The farmers do not live upon their farms, however, but stay in the villages for mutual protection, which was necessary in ancient days, although they might be safe enough in these times if they lived in isolated places as our farmers do. It is very largely the custom all over Europe for the farmers to live in villages and go back and forth to their fields in the morning and at night. Scattered among the cultivated fields in the Caucasus are little huts of brush and sod, used as summer residences by the farmers, who bring out two or three days’ rations with them, and after working in the soil all day crawl into these miserable little shacks to sleep for the night.

There are many cattle and sheep upon the hillsides, and every herd and flock is attended by a shepherd, sometimes a man and sometimes a woman, and often a child. Even the geese have to be attended as they meander. No animal of value is ever left alone, and such attention is necessary to keep them from straying into the cultivated fields, for there are no fences. The property is divided by landmarks of stone; there are no other boundary marks, and you wonder if the farmers do not sometimes get into the wrong harvest field or plough up a piece of their neighbour’s land by mistakes.

There are a good many orchards of cherries, apricots, peaches, and other fruit, and a few vineyards, which belong to Germans. Wherever you see a vineyard down in that country, you may rely upon it that a German either owns it, or has set out the vines on rented land. The Germans are altogether the best farmers and make the most money, because of their economical methods, their intelligent industry, and their thrifty habits. About half way between Tiflis and Baku is a German colony that looks like an oasis in the desert. It is surrounded by mile after mile of vineyards.

Women work in the fields on equal terms with the men without any distinction of labour, and sometimes one is tempted to think that they carry the heavier ends of the load. You see young girls ten and twelve years old with hoe and spade when they ought to be in school or learning to sew and bake in the kitchen. But the czar needs so many men in his army that their mothers and sisters are required to go into the fields. You will notice, too, that women are switchmen and flagmen all along the railway lines, and if you will keep looking out of the car window you will see at every crossing a woman with a flag in her hand standing at attention, like a soldier on guard duty, as the train rushes by.

The government owns and operates the railway, and, although the running time is very slow, not more than fifteen or eighteen miles an hour, the management is admirable, and there are some excellent features which might be imitated with profit by the railway companies in the United States. For example, at every railway station on the platform, is a big wooden tank of cool water with plenty of dippers. Beside it is a similar tank of hot water, so that the passengers, who expect it, bring their teapots along with them. When the train stops, those in the third-class cars rush out for hot water and then go back to their places and enjoy a cup of home-made tea.

Trains of tank cars stand on every side track, and we seemed to pass one every few minutes, which is natural, because crude and refined petroleum is the principal freight hauled over the Caucasus from the oil wells at Baku to Batoum, the principal shipping port on the Black Sea.

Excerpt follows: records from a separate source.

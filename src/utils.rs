use chrono::{NaiveDateTime, Utc};

/// Timestamp format stored in the database. SQLite's date functions
/// (`julianday`, comparisons in `WHERE` clauses) parse it natively.
pub const DB_TIMESTAMP_FORMAT: &str = "%Y-%m-%d %H:%M:%S";

pub struct Utils;

impl Utils {
    /// Current UTC time in the database timestamp format.
    pub fn now_db_timestamp() -> String {
        Utc::now().format(DB_TIMESTAMP_FORMAT).to_string()
    }

    pub fn parse_db_timestamp(s: &str) -> Option<NaiveDateTime> {
        NaiveDateTime::parse_from_str(s, DB_TIMESTAMP_FORMAT).ok()
    }

    /// Human-readable size. Reports GB for anything >= 1 GiB, otherwise MB,
    /// matching the strings persisted in `orphaned_files.size_human`.
    pub fn size_human(num_bytes: u64) -> String {
        const GIB: u64 = 1024 * 1024 * 1024;
        const MIB: u64 = 1024 * 1024;
        if num_bytes >= GIB {
            format!("{:.2} GB", num_bytes as f64 / GIB as f64)
        } else {
            format!("{:.2} MB", num_bytes as f64 / MIB as f64)
        }
    }

}

#[cfg(test)]
mod tests {
    use super::*;

    #[test]
    fn test_size_human_mb() {
        assert_eq!(Utils::size_human(0), "0.00 MB");
        assert_eq!(Utils::size_human(1024 * 1024), "1.00 MB");
        assert_eq!(Utils::size_human(1024 * 1024 * 1024 - 1), "1024.00 MB");
    }

    #[test]
    fn test_size_human_gb() {
        assert_eq!(Utils::size_human(1024 * 1024 * 1024), "1.00 GB");
        assert_eq!(Utils::size_human(3 * 1024 * 1024 * 1024 + 512 * 1024 * 1024), "3.50 GB");
    }

    #[test]
    fn test_db_timestamp_round_trip() {
        let now = Utils::now_db_timestamp();
        assert!(Utils::parse_db_timestamp(&now).is_some());
    }
}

Sleeping cars are free—at least every first-class railway carriage is arranged in compartments, so that the back of the seat can be lifted to make an upper berth, which is quite as comfortable as those in American Pullmans, but passengers have to carry bedding with them, sheets and pillows and blankets, and make up their own bunks when it comes time to retire. There is either a dining-car or a buffet on every train, from which coffee, tea, eggs, cold meats, bread and butter are served, so that a journey is made very comfortable.

Temple of the Fire Worshippers near Baku

When we went to bed, a few hours after leaving Tiflis, we were passing through a beautiful and highly cultivated agricultural country. When we awoke in the morning, we were in a desert and everything smelled of oil. The first thing I saw, looking out of the car window, was a long caravan of camels loaded with cans of refined petroleum, plodding through the sands on the shores of the Caspian Sea.